Thursday, March 04, 2010

Air-Brushed Tribune Story Slams Insurers

What's with this Tribune puff piece touting DNC talking points on insurance rates, putting up big photos to take up an entire page. The White House calls insurance execs in to give them a talking to. Because they are the villains du jour. There always has to be an enemy with these Dems, who could never run anything well in the real world to save their lives. You know, unlike the government, insurance companies aren't in business to lose money--would we think that was a good thing? (Dems will just unionize their employees and bail them out at our expense--oh wait):
Execs and their trade group have said hospitals are asking them for 40% reimbursement increases and to pay for high-end biotech drugs that are running into the hundreds of thousands of dollars.
Well, no problem, under ObamaCare we won't have to worry about this high-tech stuff. Well, wowee, under the ObamaCare Dem bill the government just passes the cost on to taxpayers.

Why won't Democrats let individuals choose HSA's on a level playing field tax-wise. HSA's control costs with the patient in charge--it's working in Indiana:

In Indiana's HSA, the state deposits $2,750 per year into an account controlled by the employee, out of which he pays all his health bills. Indiana covers the premium for the plan. The intent is that participants will become more cost-conscious and careful about overpayment or overutilization.

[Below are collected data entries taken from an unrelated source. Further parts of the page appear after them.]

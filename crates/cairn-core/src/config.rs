//! Endpoint configuration.
//!
//! A `Configuration` is built once, then shared read-only across every
//! connection and dispatcher (no synchronization needed). The static
//! secret is drawn from the secure randomness source at construction and
//! never mutated afterwards; it seeds stateless reset token derivation.

use std::time::Duration;

use crate::random::SecureRandom;

/// Default QUIC transport parameters advertised by this endpoint.
#[derive(Debug, Clone)]
pub struct TransportParameters {
    pub initial_max_data: u64,
    pub initial_max_stream_data_bidi_local: u64,
    pub initial_max_stream_data_bidi_remote: u64,
    pub initial_max_stream_data_uni: u64,
    pub initial_max_streams_bidi: u64,
    pub initial_max_streams_uni: u64,
    pub active_connection_id_limit: u64,
    pub max_idle_timeout: Duration,
}

impl Default for TransportParameters {
    fn default() -> Self {
        Self {
            initial_max_data: 1024 * 1024,
            initial_max_stream_data_bidi_local: 128 * 1024,
            initial_max_stream_data_bidi_remote: 128 * 1024,
            initial_max_stream_data_uni: 128 * 1024,
            initial_max_streams_bidi: 3,
            initial_max_streams_uni: 3,
            active_connection_id_limit: 7,
            max_idle_timeout: Duration::from_secs(30),
        }
    }
}

/// Shared endpoint configuration: static secret plus transport defaults.
#[derive(Debug)]
pub struct Configuration {
    static_secret: [u8; 32],
    transport_parameters: TransportParameters,
    supported_versions: Vec<u32>,
}

/// QUIC version 1.
pub const VERSION_1: u32 = 0x0000_0001;

impl Configuration {
    pub fn new() -> Self {
        Self::builder().build()
    }

    pub fn builder() -> ConfigurationBuilder {
        ConfigurationBuilder::new()
    }

    /// 32 random bytes used to derive stateless reset tokens.
    pub fn static_secret(&self) -> &[u8; 32] {
        &self.static_secret
    }

    pub fn transport_parameters(&self) -> &TransportParameters {
        &self.transport_parameters
    }

    pub fn supported_versions(&self) -> &[u32] {
        &self.supported_versions
    }

    /// The version a client offers first.
    pub fn preferred_version(&self) -> u32 {
        self.supported_versions[0]
    }
}

impl Default for Configuration {
    fn default() -> Self {
        Self::new()
    }
}

pub struct ConfigurationBuilder {
    transport_parameters: TransportParameters,
    supported_versions: Vec<u32>,
}

impl ConfigurationBuilder {
    pub fn new() -> Self {
        Self {
            transport_parameters: TransportParameters::default(),
            supported_versions: vec![VERSION_1],
        }
    }

    pub fn transport_parameters(mut self, parameters: TransportParameters) -> Self {
        self.transport_parameters = parameters;
        self
    }

    pub fn max_idle_timeout(mut self, timeout: Duration) -> Self {
        self.transport_parameters.max_idle_timeout = timeout;
        self
    }

    pub fn supported_versions(mut self, versions: Vec<u32>) -> Self {
        assert!(!versions.is_empty(), "at least one version is required");
        self.supported_versions = versions;
        self
    }

    pub fn build(self) -> Configuration {
        Configuration {
            static_secret: SecureRandom::new().secret(),
            transport_parameters: self.transport_parameters,
            supported_versions: self.supported_versions,
        }
    }
}

impl Default for ConfigurationBuilder {
    fn default() -> Self {
        Self::new()
    }
}
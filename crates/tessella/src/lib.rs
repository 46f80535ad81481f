//! Headless driver for the Tessella sandbox
//!
//! Wraps a [`tessella_core::Simulation`] with a CPU pixel buffer, a device
//! view for pointer input, layered configuration and RON scenario scripts.

pub mod config;
pub mod headless;
pub mod render;
pub mod scenario;

pub use config::AppConfig;
pub use headless::{HeadlessSession, PixelRenderer};
//! Tunables for the simulation rules

use serde::{Deserialize, Serialize};

/// Simulation settings
///
/// Every field has a default, so a partial RON section or environment override
/// only needs to name what it changes.
#[derive(Debug, Clone, PartialEq, Serialize, Deserialize)]
#[serde(default)]
pub struct SimConfig {
    /// Seed for the simulation RNG
    pub seed: u64,
    /// Air cells wider or taller than this split
    pub air_max: f64,
    /// Maximum depth a falling or sliding cell moves per tick
    pub fall_speed: f64,
    /// Probability that a sand cell skips its update
    pub sand_idle_chance: f32,
    /// Probability that plant converts a touching water cell
    pub plant_growth_chance: f32,
    /// Probability that fire converts a touching wood or plant cell
    pub fire_spread_chance: f32,
    /// Probability that fire turns to air on its update
    pub fire_burnout_chance: f32,
    /// Validate the full tiling around every edit (slow)
    pub verify_tiling: bool,
}

impl Default for SimConfig {
    fn default() -> Self {
        Self {
            seed: 42,
            air_max: 0.05,
            fall_speed: 0.01,
            sand_idle_chance: 0.2,
            plant_growth_chance: 0.05,
            fire_spread_chance: 0.1,
            fire_burnout_chance: 0.02,
            verify_tiling: false,
        }
    }
}
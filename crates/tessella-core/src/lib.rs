pub mod entity;
pub mod simulation;
pub mod world;

pub use simulation::{SimConfig, Simulation};
pub use world::{Bounds, Cell, CellId, World};
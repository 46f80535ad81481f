use anyhow::{Context, bail};
use clap::Parser;
use std::path::PathBuf;
use tessella::scenario::{ScenarioDefinition, ScenarioExecutor, ScenarioExecutorConfig};
use tessella::{AppConfig, HeadlessSession};
use tessella_core::simulation::Materials;

#[derive(Parser, Debug)]
#[command(author, version, about, long_about = None)]
struct Args {
    /// Number of ticks to simulate (ignored with --scenario)
    #[arg(long, default_value = "300")]
    ticks: u64,

    /// Simulation seed (overrides config)
    #[arg(long)]
    seed: Option<u64>,

    /// Side length of the square pixel buffer (overrides config)
    #[arg(long)]
    resolution: Option<u32>,

    /// Run a RON scenario script instead of a plain simulation
    #[arg(long)]
    scenario: Option<PathBuf>,

    /// Output directory for snapshots and reports (overrides config)
    #[arg(long)]
    output: Option<String>,

    /// Write a snapshot every N ticks, 0 for none (overrides config)
    #[arg(long)]
    snapshot_every: Option<u64>,

    /// Check the full tiling around every edit
    #[arg(long)]
    verify_tiling: bool,

    /// Log every scenario action
    #[arg(long)]
    verbose: bool,

    /// List materials and their brush keys
    #[arg(long)]
    list_materials: bool,
}

fn main() -> anyhow::Result<()> {
    env_logger::Builder::from_env(env_logger::Env::default().default_filter_or("info")).init();

    let args = Args::parse();

    // Handle --list-materials flag
    if args.list_materials {
        list_materials();
        return Ok(());
    }

    let mut config = AppConfig::load()?;
    if let Some(seed) = args.seed {
        config.simulation.seed = seed;
    }
    if let Some(resolution) = args.resolution {
        config.render.resolution = resolution;
    }
    if let Some(output) = args.output {
        config.output.directory = output;
    }
    if let Some(every) = args.snapshot_every {
        config.output.snapshot_every = every;
    }
    if args.verify_tiling {
        config.simulation.verify_tiling = true;
    }
    if config.render.resolution == 0 {
        bail!("Resolution must be at least 1 pixel");
    }

    log::info!("Starting Tessella");
    let mut session = HeadlessSession::new(&config);

    match args.scenario {
        Some(path) => {
            let scenario = ScenarioDefinition::from_file(&path)?;
            log::info!("Loaded scenario '{}' from {}", scenario.name, path.display());

            let mut executor = ScenarioExecutor::with_config(ScenarioExecutorConfig {
                verbose: args.verbose,
            });
            let report = executor.execute_scenario(&scenario, &mut session)?;

            let stem = path
                .file_stem()
                .map(|stem| stem.to_string_lossy().into_owned())
                .context("Scenario path has no file name")?;
            let report_path = session.output_dir().join(format!("{}.json", stem));
            report.save_json(&report_path)?;
            log::info!("Report written: {}", report_path.display());

            if !report.passed {
                bail!(
                    "Scenario '{}' failed {} verification(s)",
                    scenario.name,
                    report.verification_failures.len()
                );
            }
        }
        None => {
            session.run(args.ticks)?;
            session.snapshot("final")?;
        }
    }

    Ok(())
}

fn list_materials() {
    let materials = Materials::new();
    println!("Materials:");
    for material in materials.iter() {
        let key = material
            .key
            .map(|key| key.to_string())
            .unwrap_or_else(|| "-".to_string());
        println!(
            "  [{}] {:<8} {:?}, density {}",
            key, material.name, material.material_type, material.density
        );
    }
}
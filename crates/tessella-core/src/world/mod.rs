//! World management - cells, the partition, contacts, sleep

mod cell;
mod contacts;
pub mod direction;
pub mod geometry;
pub mod rng_trait;
pub mod sleep;
pub mod stats;
mod tiling;
#[allow(clippy::module_inception)]
mod world;

pub use cell::{Bounds, Cell, CellId};
pub use contacts::ContactQueries;
pub use direction::{Axis, Direction, Edge};
pub use geometry::GeometryError;
pub use rng_trait::WorldRng;
pub use sleep::{SleepStrategy, try_to_sleep};
pub use stats::{SimStats, TickStats};
pub use tiling::TilingError;
pub use world::{World, WorldError};
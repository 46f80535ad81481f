//! Windowless running: pixel buffer rendering, input replay and snapshots

mod pixel_renderer;
mod session;

pub use pixel_renderer::{PixelRenderer, VOID};
pub use session::HeadlessSession;
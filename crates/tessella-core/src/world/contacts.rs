//! Contact queries - which cells touch a cell across one of its edges

use super::cell::{Bounds, CellId};
use super::direction::Edge;
use super::world::World;

/// Contact query utilities - stateless methods over a world's edge indices
pub struct ContactQueries;

impl ContactQueries {
    /// Cells touching `id` across `edge`
    ///
    /// Candidates come from the opposite edge's index at this cell's coordinate
    /// for `edge`; of those, only cells whose perpendicular span overlaps this
    /// cell's with positive length are kept. Touching at a corner is not contact.
    /// Returns nothing for an unknown id.
    pub fn contacts(world: &World, id: CellId, edge: Edge) -> Vec<CellId> {
        match world.get(id) {
            Some(cell) => Self::contacts_of(world, cell.bounds(), edge),
            None => Vec::new(),
        }
    }

    /// Contacts of an arbitrary rectangle, which need not be in the world
    pub fn contacts_of(world: &World, bounds: &Bounds, edge: Edge) -> Vec<CellId> {
        let min = bounds.get(edge.min());
        let max = bounds.get(edge.max());

        world
            .edge_bucket(edge.opposite(), bounds.get(edge))
            .filter(|&other| {
                world.get(other).is_some_and(|cell| {
                    let other_min = cell.bounds().get(edge.min());
                    let other_max = cell.bounds().get(edge.max());
                    other_min < max && other_max > min
                })
            })
            .collect()
    }

    /// The contact across `edge` whose perpendicular span equals this cell's exactly
    pub fn neighbour(world: &World, id: CellId, edge: Edge) -> Option<CellId> {
        let bounds = *world.get(id)?.bounds();
        let min = bounds.get(edge.min());
        let max = bounds.get(edge.max());

        Self::contacts_of(world, &bounds, edge).into_iter().find(|&other| {
            world.get(other).is_some_and(|cell| {
                cell.bounds().get(edge.min()) == min && cell.bounds().get(edge.max()) == max
            })
        })
    }
}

Unused funds in the account—to date some $30 million or about $2,000 per employee and growing fast—are the worker's permanent property. For the very small number of employees (about 6% last year) who use their entire account balance, the state shares further health costs up to an out-of-pocket maximum of $8,000, after which the employee is completely protected.

The HSA option has proven highly popular. This year, over 70% of our 30,000 Indiana state workers chose it, by far the highest in public-sector America. Due to the rejection of these plans by government unions, the average use of HSAs in the public sector across the country is just 2%.

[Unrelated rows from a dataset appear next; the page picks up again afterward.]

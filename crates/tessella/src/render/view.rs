//! View transform between device pixels and normalized world coordinates

use glam::DVec2;

/// A rectangle of the normalized world shown on a device
///
/// `position` and `dimensions` are in device units: the world point `(0, 0)`
/// appears at `position` and `(1, 1)` at `position + dimensions`.
#[derive(Debug, Clone, Copy, PartialEq)]
pub struct View {
    pub position: DVec2,
    pub dimensions: DVec2,
}

impl View {
    /// Identity view: device space equals world space
    pub const UNIT: View = View {
        position: DVec2::ZERO,
        dimensions: DVec2::ONE,
    };

    pub fn new(position: DVec2, dimensions: DVec2) -> Self {
        Self {
            position,
            dimensions,
        }
    }

    /// View filling a square device of `resolution` pixels
    pub fn square(resolution: u32) -> Self {
        Self::new(DVec2::ZERO, DVec2::splat(f64::from(resolution)))
    }

    /// Device point to normalized world point
    pub fn cast(&self, device: DVec2) -> DVec2 {
        (device - self.position) / self.dimensions
    }

    /// Normalized world point to device point
    pub fn get(&self, world: DVec2) -> DVec2 {
        self.position + world * self.dimensions
    }

    pub fn center(&self) -> DVec2 {
        self.get(DVec2::splat(0.5))
    }

    /// Device-space corners `(min, max)`, ordered even for negative dimensions
    pub fn bounds(&self) -> (DVec2, DVec2) {
        let far = self.position + self.dimensions;
        (self.position.min(far), self.position.max(far))
    }

    pub fn pan(&mut self, delta: DVec2) {
        self.position += delta;
    }

    /// Scale the view about `center` (the view centre when `None`)
    ///
    /// The device point at `center` stays fixed.
    pub fn zoom(&mut self, scale: f64, center: Option<DVec2>) {
        let center = center.unwrap_or_else(|| self.center());
        self.position += (center - self.position) * (1.0 - scale);
        self.dimensions *= scale;
    }

    /// Whether a device point lies inside the view, edges included
    pub fn contains(&self, device: DVec2) -> bool {
        let (min, max) = self.bounds();
        device.x >= min.x && device.x <= max.x && device.y >= min.y && device.y <= max.y
    }

    pub fn resize(&mut self, dimensions: DVec2) {
        self.dimensions = dimensions;
    }
}

impl Default for View {
    fn default() -> Self {
        Self::UNIT
    }
}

No, but we live in Illinois, with a hack of an insurance commissioner, where the Dems run everything, and where the Tribune runs a brainless, unbalanced story like this.

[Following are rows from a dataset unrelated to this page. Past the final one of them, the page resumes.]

//! World - the live partition of the domain into cells

use ahash::AHashMap;
use glam::DVec2;
use std::collections::{BTreeMap, BTreeSet};
use std::ops::Bound::{Excluded, Unbounded};
use thiserror::Error;

use super::cell::{Bounds, Cell, CellId};
use super::contacts::ContactQueries;
use super::direction::{Axis, Edge};
use super::geometry::{self, GeometryError};
use super::tiling::{self, TilingError};
use crate::simulation::MaterialId;

#[derive(Debug, Error, Clone, PartialEq)]
pub enum WorldError {
    #[error(transparent)]
    Geometry(#[from] GeometryError),

    #[error("cell {0} is not in the world")]
    UnknownCell(CellId),

    #[error("edit rejected by tiling verification")]
    Rejected,
}

/// Key for an edge coordinate; folds -0.0 into 0.0
fn edge_key(value: f64) -> u64 {
    (value + 0.0).to_bits()
}

/// Gapless, non-overlapping set of cells covering the domain
///
/// Besides the cells themselves the world keeps one index per edge, mapping
/// a coordinate to the cells whose bound on that edge sits at it. Contact
/// queries read those indices instead of scanning.
pub struct World {
    /// Live cells in creation order
    cells: BTreeMap<CellId, Cell>,

    /// Per-edge index: coordinate -> cells with that bound
    edges: [AHashMap<u64, BTreeSet<CellId>>; 4],

    /// Area the cells tile
    domain: Bounds,

    next_id: u64,

    /// Current tick, stamped on every added cell
    tick: u64,

    /// Validate the tiling around every replace
    verify_tiling: bool,
}

impl World {
    /// A world holding the single bootstrap cell
    pub fn new() -> Self {
        Self::with_material(MaterialId::World)
    }

    /// A world holding one cell of `material` covering everything
    pub fn with_material(material: MaterialId) -> Self {
        let mut world = Self::empty(Bounds::UNIT);
        world.add(Cell::new(Bounds::UNIT, material));
        world
    }

    /// Build a world from an explicit tiling of the unit domain
    pub fn from_cells(cells: Vec<Cell>) -> Result<Self, TilingError> {
        let mut world = Self::empty(Bounds::UNIT);
        for cell in cells {
            world.add(cell);
        }
        world.validate()?;
        Ok(world)
    }

    fn empty(domain: Bounds) -> Self {
        Self {
            cells: BTreeMap::new(),
            edges: Default::default(),
            domain,
            next_id: 0,
            tick: 0,
            verify_tiling: false,
        }
    }

    /// Enable full tiling validation before and after every replace
    pub fn set_verify_tiling(&mut self, verify: bool) {
        self.verify_tiling = verify;
    }

    pub fn domain(&self) -> &Bounds {
        &self.domain
    }

    pub fn tick(&self) -> u64 {
        self.tick
    }

    /// Advance the tick counter; cells added from now on carry the new tick
    pub fn begin_tick(&mut self) -> u64 {
        self.tick += 1;
        self.tick
    }

    pub fn len(&self) -> usize {
        self.cells.len()
    }

    pub fn is_empty(&self) -> bool {
        self.cells.is_empty()
    }

    pub fn get(&self, id: CellId) -> Option<&Cell> {
        self.cells.get(&id)
    }

    pub fn contains(&self, id: CellId) -> bool {
        self.cells.contains_key(&id)
    }

    /// Iterator over live cells in creation order
    pub fn iter(&self) -> impl Iterator<Item = (CellId, &Cell)> {
        self.cells.iter().map(|(id, cell)| (*id, cell))
    }

    pub fn ids(&self) -> Vec<CellId> {
        self.cells.keys().copied().collect()
    }

    /// First live cell created after `after` (or the oldest one)
    ///
    /// Walking the world with this sees cells added mid-walk, unlike a snapshot.
    pub fn next_after(&self, after: Option<CellId>) -> Option<CellId> {
        match after {
            Some(id) => self.cells.range((Excluded(id), Unbounded)).next(),
            None => self.cells.iter().next(),
        }
        .map(|(id, _)| *id)
    }

    /// Insert a cell and register it in all four edge indices
    pub fn add(&mut self, cell: Cell) -> CellId {
        let id = CellId(self.next_id);
        self.next_id += 1;

        let cell = cell.born_at(self.tick);
        for edge in Edge::ALL {
            self.edges[edge as usize]
                .entry(edge_key(cell.bounds().get(edge)))
                .or_default()
                .insert(id);
        }
        self.cells.insert(id, cell);
        id
    }

    /// Remove a cell and unregister it; empty index buckets are dropped
    pub fn delete(&mut self, id: CellId) -> Option<Cell> {
        let cell = self.cells.remove(&id)?;
        for edge in Edge::ALL {
            let index = &mut self.edges[edge as usize];
            let key = edge_key(cell.bounds().get(edge));
            if let Some(bucket) = index.get_mut(&key) {
                bucket.remove(&id);
                if bucket.is_empty() {
                    index.remove(&key);
                }
            }
        }
        Some(cell)
    }

    /// Delete `old` then add `new` as one edit; returns the new cells' ids
    ///
    /// The old and new cells must cover the same area. That is the caller's
    /// contract; it is only checked here when tiling verification is enabled,
    /// in which case a violation is logged.
    pub fn replace(&mut self, old: &[CellId], new: Vec<Cell>) -> Vec<CellId> {
        if !self.verify_tiling {
            return self.apply(old, new);
        }

        if let Err(err) = self.validate() {
            log::error!("Tiling violated before replace, edit skipped: {}", err);
            return Vec::new();
        }
        let ids = self.apply(old, new);
        if let Err(err) = self.validate() {
            log::error!("Tiling violated after replace: {}", err);
        }
        ids
    }

    /// `replace` that validates the tiling before and after the edit
    ///
    /// A violation found before the edit leaves the world untouched. One found
    /// after is returned with the edit already applied.
    pub fn try_replace(
        &mut self,
        old: &[CellId],
        new: Vec<Cell>,
    ) -> Result<Vec<CellId>, TilingError> {
        self.validate()?;
        let ids = self.apply(old, new);
        self.validate()?;
        Ok(ids)
    }

    fn apply(&mut self, old: &[CellId], new: Vec<Cell>) -> Vec<CellId> {
        for &id in old {
            if self.delete(id).is_none() {
                log::warn!("replace: cell {} was already gone", id);
            }
        }
        new.into_iter().map(|cell| self.add(cell)).collect()
    }

    /// Cell containing `point`, if it lies inside the domain
    ///
    /// Linear scan. Shared edges belong to the cell on their high side.
    pub fn pick(&self, point: DVec2) -> Option<CellId> {
        self.cells
            .iter()
            .find(|(_, cell)| cell.bounds().contains_within(point, &self.domain))
            .map(|(id, _)| *id)
    }

    /// Cells whose bound on `edge` sits exactly at `coordinate`
    pub fn edge_bucket(&self, edge: Edge, coordinate: f64) -> impl Iterator<Item = CellId> + '_ {
        self.edges[edge as usize]
            .get(&edge_key(coordinate))
            .into_iter()
            .flat_map(|bucket| bucket.iter().copied())
    }

    pub(crate) fn edge_index(&self, edge: Edge) -> &AHashMap<u64, BTreeSet<CellId>> {
        &self.edges[edge as usize]
    }

    /// Cells touching `id` across `edge`
    pub fn contacts(&self, id: CellId, edge: Edge) -> Vec<CellId> {
        ContactQueries::contacts(self, id, edge)
    }

    /// The contact across `edge` aligned exactly with `id`, if any
    pub fn neighbour(&self, id: CellId, edge: Edge) -> Option<CellId> {
        ContactQueries::neighbour(self, id, edge)
    }

    fn cell(&self, id: CellId) -> Result<Cell, WorldError> {
        self.get(id).copied().ok_or(WorldError::UnknownCell(id))
    }

    /// Split a live cell into `rows * columns` equal cells
    pub fn split(
        &mut self,
        id: CellId,
        rows: usize,
        columns: usize,
    ) -> Result<Vec<CellId>, WorldError> {
        let cell = self.cell(id)?;
        let pieces = geometry::split(&cell, rows, columns)?;
        log::debug!("Split {} into {}x{}", id, rows, columns);
        Ok(self.replace(&[id], pieces))
    }

    /// Chop a live cell along `axis` at `targets`
    pub fn chop(
        &mut self,
        id: CellId,
        axis: Axis,
        targets: &[f64],
    ) -> Result<Vec<CellId>, WorldError> {
        let cell = self.cell(id)?;
        if targets.is_empty() {
            return Ok(vec![id]);
        }
        let pieces = geometry::chop(&cell, axis, targets);
        Ok(self.replace(&[id], pieces))
    }

    /// Merge live cells into their bounding box
    pub fn merge(
        &mut self,
        ids: &[CellId],
        material: Option<MaterialId>,
    ) -> Result<CellId, WorldError> {
        let cells = ids
            .iter()
            .map(|&id| self.cell(id))
            .collect::<Result<Vec<_>, _>>()?;
        let merged = geometry::merge(&cells, material)?;
        let new_ids = self.replace(ids, vec![merged]);
        new_ids.first().copied().ok_or(WorldError::Rejected)
    }

    /// Replace a live cell with one of another material
    pub fn recolour(&mut self, id: CellId, material: MaterialId) -> Result<CellId, WorldError> {
        let cell = self.cell(id)?;
        let new_ids = self.replace(&[id], vec![geometry::recolour(&cell, material)]);
        new_ids.first().copied().ok_or(WorldError::Rejected)
    }

    /// Check the full tiling invariant and the edge indices
    pub fn validate(&self) -> Result<(), TilingError> {
        tiling::validate(self)
    }

    /// Number of live cells of each material
    pub fn census(&self) -> BTreeMap<MaterialId, usize> {
        let mut counts = BTreeMap::new();
        for cell in self.cells.values() {
            *counts.entry(cell.material()).or_insert(0) += 1;
        }
        counts
    }

    /// Area covered by `material`
    pub fn material_area(&self, material: MaterialId) -> f64 {
        self.cells
            .values()
            .filter(|cell| cell.material() == material)
            .map(Cell::area)
            .sum()
    }
}

impl Default for World {
    fn default() -> Self {
        Self::new()
    }
}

Actions have consequences. Gee, let's live in a world where everyone works for the benevolent, except when they're not, government.

(Oh, but who would be left to pay the bills then?)

P.S. At least somewhere else in the newspaper there's some common sense on a different issue. Longer jobless benefits causing longer unemployment?

More. NRO:
The Congressional Budget Office has also found that the Senate bill would increase, not decrease, premiums, as the president was forced to admit at the Blair House summit meeting last week. One-size-fits-all federal insurance requirements would force millions of Americans to buy more expensive coverage than they have selected in today’s marketplace. Research by a private actuarial firm shows that premiums would jump by more than 50 percent in the individual market and 20 percent for those in small employer plans.